« Les expériences de discrimination des personnes qui reçoivent l’étiquette de trouble mental grave sont approximativement du 60% des personnes qui reconnaissent avoir souffert quelconque discrimination »

Nous avons parlé avec Hernán Sampietro, psychologue social, associé fondateur sécretarie de Activament Catalunya Associació, et secretaire chez Federació Veus et vice-président d‘Obertament.

  • Quels besoins ont les patients mais ne sont pas couverts dans le système actuel de santé ?

D’abord, c’est un besoin d’information sur le sens du diagnostic. Quand une personne est diagnostiquée avec un problème de santé mentale elle reçoit avec cette étiquette une charge de préjugés sociaux qu’on a reçu tout au long de la vie des médias et de la société en générale. Une personne avec l’étiquette de trouble mental grave, comme une schizophrénie ou un trouble bipolaire, a une crise d’identité, elle ne se reconnaît pas et a peur de ce qu’elle puisse faire ou sentir.

  • Dans le domaine de la santé mentale, les femmes souffrent une double discrimination. Comment on peut faire pour inverser cette situation?

Les expériences de discrimination des personnes qui reçoivent l’étiquette de trouble mental grave sont approximativement du 60% des personnes qui reconnaissent avoir souffert quelconque discrimination. Il n’y a pas de différences quantitatives dans la proportion de personnes de différent genre. Un exemple concret concerne le domaine du travail, où il existe une discrimination évidente. Dans le cas de la santé mentale, les taux de chômage triplent la population générale. Une étude récente signalait qu’un 85% des personnes atteintes de troubles mentaux graves qui ne sont pas inaptes au travail, n’ont pas d’emploi.

Une chose que nous travaillons beaucoup concerne les processus d’autonomisation d’essayer que les personnes participent aux mouvements associatives de personnes diagnostiquées. Nous sommes en train de demander de l’aide aux collectifs féministes pour réfléchir sur pourquoi si la moitié des membres sont des femmes, ceux qui sont impliqués activement dans des postes à responsabilité et dans les luttes pour les droits sont pour la plupart des hommes.

  • Comment peut-on lutter contre le stigma du diagnostic?
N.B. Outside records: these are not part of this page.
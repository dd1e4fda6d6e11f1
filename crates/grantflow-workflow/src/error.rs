use thiserror::Error;

/// A workflow definition that cannot be turned into a usable workflow.
///
/// These are startup faults: the tables are static, so a process that hits one
/// should refuse to start.
#[derive(Debug, Clone, PartialEq, Eq, Error)]
pub enum ConfigurationError {
  #[error("phase '{phase}' declares both a public and a future name")]
  PublicAndFutureNames { phase: String },

  #[error("phase '{phase}' is declared twice in workflow '{workflow}'")]
  DuplicatePhase { workflow: String, phase: String },
}

#[derive(Debug, Clone, PartialEq, Eq, Error)]
pub enum WorkflowError {
  #[error("phase '{phase}' not found in workflow '{workflow}'")]
  PhaseNotFound { workflow: String, phase: String },

  #[error("no transition from '{from}' to '{to}'")]
  TransitionNotFound { from: String, to: String },

  #[error("transition from '{from}' to '{to}' is not permitted for the given roles")]
  TransitionNotPermitted { from: String, to: String },

  #[error("transition from '{from}' to '{to}' requires condition '{condition}'")]
  ConditionNotMet {
    from: String,
    to: String,
    condition: String,
  },

  #[error(transparent)]
  Configuration(#[from] ConfigurationError),
}
use std::fmt;

use grantflow_config::{PhaseOutcome, TransitionDef};
use serde::Serialize;

use crate::error::ConfigurationError;
use crate::permission::PermissionSet;
use crate::role::RoleSet;
use crate::slug::slugify;
use crate::stage::Stage;
use crate::transition::{ConditionCheck, Transition};

/// Everything needed to build a [`Phase`].
#[derive(Debug, Clone)]
pub struct NewPhase {
  pub name: String,
  pub display: String,
  pub stage: Stage,
  pub permissions: PermissionSet,
  pub step: usize,
  pub public: Option<String>,
  pub future: Option<String>,
  pub transitions: Vec<TransitionDef>,
  pub outcome: Option<PhaseOutcome>,
}

/// A named node of a workflow.
#[derive(Debug, Clone, PartialEq, Serialize)]
pub struct Phase {
  name: String,
  display_name: String,
  display_slug: String,
  public_name: String,
  future_name_staff: String,
  future_name_public: String,
  stage: Stage,
  permissions: PermissionSet,
  step: usize,
  transitions: Vec<Transition>,
  bg_color: &'static str,
  #[serde(skip_serializing_if = "Option::is_none")]
  declared_outcome: Option<PhaseOutcome>,
}

impl Phase {
  /// Build a phase, normalizing its transitions.
  ///
  /// Fails when both a public and a future name are given. A later transition
  /// to the same target replaces the earlier one in place.
  pub fn new(new: NewPhase) -> Result<Self, ConfigurationError> {
    let public = new.public.filter(|name| !name.is_empty());
    let future = new.future.filter(|name| !name.is_empty());
    if public.is_some() && future.is_some() {
      return Err(ConfigurationError::PublicAndFutureNames { phase: new.name });
    }

    let public_name = public.unwrap_or_else(|| new.display.clone());
    let future_name_staff = future.clone().unwrap_or_else(|| new.display.clone());
    let future_name_public = future.unwrap_or_else(|| public_name.clone());

    let mut transitions: Vec<Transition> = Vec::with_capacity(new.transitions.len());
    for def in &new.transitions {
      let transition = Transition::from_def(def);
      match transitions.iter_mut().find(|t| t.target == transition.target) {
        Some(existing) => *existing = transition,
        None => transitions.push(transition),
      }
    }

    Ok(Self {
      display_slug: slugify(&new.display),
      bg_color: bg_color(&new.display),
      name: new.name,
      display_name: new.display,
      public_name,
      future_name_staff,
      future_name_public,
      stage: new.stage,
      permissions: new.permissions,
      step: new.step,
      transitions,
      declared_outcome: new.outcome,
    })
  }

  pub fn name(&self) -> &str {
    &self.name
  }

  /// Staff facing name.
  pub fn display_name(&self) -> &str {
    &self.display_name
  }

  pub fn display_slug(&self) -> &str {
    &self.display_slug
  }

  /// Applicant facing name.
  pub fn public_name(&self) -> &str {
    &self.public_name
  }

  pub fn future_name_staff(&self) -> &str {
    &self.future_name_staff
  }

  pub fn future_name_public(&self) -> &str {
    &self.future_name_public
  }

  pub fn stage(&self) -> &Stage {
    &self.stage
  }

  pub fn permissions(&self) -> &PermissionSet {
    &self.permissions
  }

  pub fn step(&self) -> usize {
    self.step
  }

  pub fn bg_color(&self) -> &'static str {
    self.bg_color
  }

  /// Outgoing transitions in declaration order.
  pub fn transitions(&self) -> &[Transition] {
    &self.transitions
  }

  pub fn transition(&self, target: &str) -> Option<&Transition> {
    self.transitions.iter().find(|t| t.target == target)
  }

  pub fn is_terminal(&self) -> bool {
    self.transitions.is_empty()
  }

  /// Transitions the given roles may take right now.
  pub fn available_transitions(
    &self,
    roles: &RoleSet,
    conditions: &dyn ConditionCheck,
  ) -> Vec<&Transition> {
    self
      .transitions
      .iter()
      .filter(|t| t.is_available(roles, conditions))
      .collect()
  }

  /// The outcome declared in the definition, if any.
  pub fn declared_outcome(&self) -> Option<PhaseOutcome> {
    self.declared_outcome
  }

  /// The declared outcome, or the one implied by the phase name.
  pub fn outcome(&self) -> PhaseOutcome {
    self
      .declared_outcome
      .unwrap_or_else(|| outcome_from_name(&self.name))
  }
}

impl fmt::Display for Phase {
  fn fmt(&self, f: &mut fmt::Formatter<'_>) -> fmt::Result {
    f.write_str(&self.display_name)
  }
}

/// Classify a phase by its name alone.
///
/// Stored statuses and their filters depend on these exact rules.
pub fn outcome_from_name(name: &str) -> PhaseOutcome {
  if name.contains("accepted") || name == "invited_to_proposal" {
    PhaseOutcome::Accepted
  } else if name.contains("rejected") {
    PhaseOutcome::Dismissed
  } else {
    PhaseOutcome::InProgress
  }
}

fn bg_color(display: &str) -> &'static str {
  match display {
    "Draft" => "bg-gray-200",
    "Screening" | "Proposal Received" => "bg-cyan-200",
    "Internal Review" | "Review" => "bg-yellow-200",
    "Advisory Council Review" => "bg-orange-200",
    "Community Review" | "Open Call (public)" => "bg-amber-200",
    "Ready For Discussion" => "bg-blue-200",
    "More information required" => "bg-sky-200",
    "Ready for Determination"
    | "Ready for Preliminary Determination"
    | "Ready for Final Determination" => "bg-purple-200",
    "Invited for Proposal" => "bg-indigo-200",
    "Accepted" | "Concept Accepted" => "bg-green-200",
    "Accepted but additional info required" => "bg-lime-200",
    "Dismissed" => "bg-rose-200",
    _ => "bg-gray-200",
  }
}
//! Lookups over transitions used by batch actions and determinations.

use std::collections::BTreeMap;

use grantflow_workflow::{Phase, Stage, Transition, Workflow};
use serde::Serialize;

/// Determination outcome a transition leads to.
#[derive(Debug, Clone, Copy, PartialEq, Eq, Serialize)]
#[serde(rename_all = "snake_case")]
pub enum DeterminationOutcome {
  Accepted,
  Rejected,
  MoreInfo,
}

impl DeterminationOutcome {
  pub fn as_str(&self) -> &'static str {
    match self {
      DeterminationOutcome::Accepted => "accepted",
      DeterminationOutcome::Rejected => "rejected",
      DeterminationOutcome::MoreInfo => "more_info",
    }
  }

  /// Classify a transition target by name.
  pub fn classify(target: &str) -> Option<Self> {
    if target.contains("accepted") {
      Some(DeterminationOutcome::Accepted)
    } else if target.contains("rejected") {
      Some(DeterminationOutcome::Rejected)
    } else if target.contains("more_info") {
      Some(DeterminationOutcome::MoreInfo)
    } else if target.contains("invited_to_proposal") {
      Some(DeterminationOutcome::Accepted)
    } else {
      None
    }
  }
}

/// Every transition target that implies a determination, with its outcome.
pub fn determination_transitions<'a>(
  phases: impl IntoIterator<Item = &'a Phase>,
) -> BTreeMap<String, DeterminationOutcome> {
  let mut transitions = BTreeMap::new();
  for phase in phases {
    for transition in phase.transitions() {
      if let Some(outcome) = DeterminationOutcome::classify(&transition.target) {
        transitions.insert(transition.target.clone(), outcome);
      }
    }
  }
  transitions
}

/// Transitions sharing one display label, across phases and workflows.
#[derive(Debug, Clone, PartialEq, Eq, Serialize)]
pub struct ActionGroup {
  pub slug: String,
  pub display: String,
  /// Target phase names in phase order. A target reachable from several
  /// phases appears once per phase.
  pub transitions: Vec<String>,
}

/// Transitions grouped by the slug of their display label.
#[derive(Debug, Clone, Default, PartialEq, Eq, Serialize)]
#[serde(transparent)]
pub struct ActionMapping {
  groups: Vec<ActionGroup>,
}

impl ActionMapping {
  pub fn build<'a>(phases: impl IntoIterator<Item = &'a Phase>) -> Self {
    let mut groups: Vec<ActionGroup> = Vec::new();
    for phase in phases {
      for transition in phase.transitions() {
        let slug = transition.action_slug();
        match groups.iter_mut().find(|group| group.slug == slug) {
          Some(group) => {
            group.display = transition.display.clone();
            group.transitions.push(transition.target.clone());
          }
          None => groups.push(ActionGroup {
            slug,
            display: transition.display.clone(),
            transitions: vec![transition.target.clone()],
          }),
        }
      }
    }
    Self { groups }
  }

  pub fn get(&self, slug: &str) -> Option<&ActionGroup> {
    self.groups.iter().find(|group| group.slug == slug)
  }

  pub fn iter(&self) -> impl Iterator<Item = &ActionGroup> {
    self.groups.iter()
  }

  pub fn len(&self) -> usize {
    self.groups.len()
  }

  pub fn is_empty(&self) -> bool {
    self.groups.is_empty()
  }

  /// The transition out of `phase` that the action `slug` stands for.
  pub fn transition_for<'p>(&self, slug: &str, phase: &'p Phase) -> Option<&'p Transition> {
    let group = self.get(slug)?;
    phase.transitions().iter().find(|transition| {
      transition.action_slug() == group.slug && group.transitions.contains(&transition.target)
    })
  }
}

/// Phases that start a new stage, mapped to the stage they start.
///
/// A transition into one of these phases moves the submission between stages,
/// e.g. from concept note to proposal.
pub fn stage_change_actions(workflows: &[Workflow]) -> BTreeMap<String, Stage> {
  let mut changes = BTreeMap::new();
  for workflow in workflows {
    for pair in workflow.phases().windows(2) {
      let (previous, next) = (&pair[0], &pair[1]);
      if previous.stage() != next.stage() {
        changes.insert(next.name().to_string(), next.stage().clone());
      }
    }
  }
  changes
}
Reconnaissant qu’il existe. Cela signifie qu’il agit même sans le vouloir. Une des façons essentielles est de faire attention au langage : l’utilisation d’étiquettes diagnostiques comme des noms propres tels que “les schizophréniques”, “les malades mentaux”, sont des moyens de construire ce qui est simplement une décision de la façon de traiter un problème de souffrance psychique dans une partie essentielle de la personne.

Nous sommes tous des personnes diverses ayant la même étiquette ou pas : deux personnes avec le même diagnostic peuvent être absolument différentes ou deux avec deux étiquettes différentes peuvent se ressembler beaucoup entre elles.  Au niveau professionnel, le stigma se reproduit inconsciemment si on n’explique pas aux patients le sens de leurs diagnostics.

  • Peut le modèle de santé intégrale contribuer à réduire ce genre de situations ?

C’est une façon de le faire, une des plusieurs qu’il faudrait pour changer la situation de stigma et d’auto-stigma que nous auto-reproduisons. Le modèle de comprendre que nous sommes des personnes au-delà d’un corps, le modèle de comprendre que l’état de santé physique aussi pour le même processus et pour questions de discrimination affectant beaucoup la qualité de vie des personnes par des questions socioéconomiques au moment de recevoir le diagnostic. Et comprendre que la personne est assez complexe et qu’il faut s’occuper d’elle dans toutes ses dimensions est une autre voie pour lutter contre le stigma.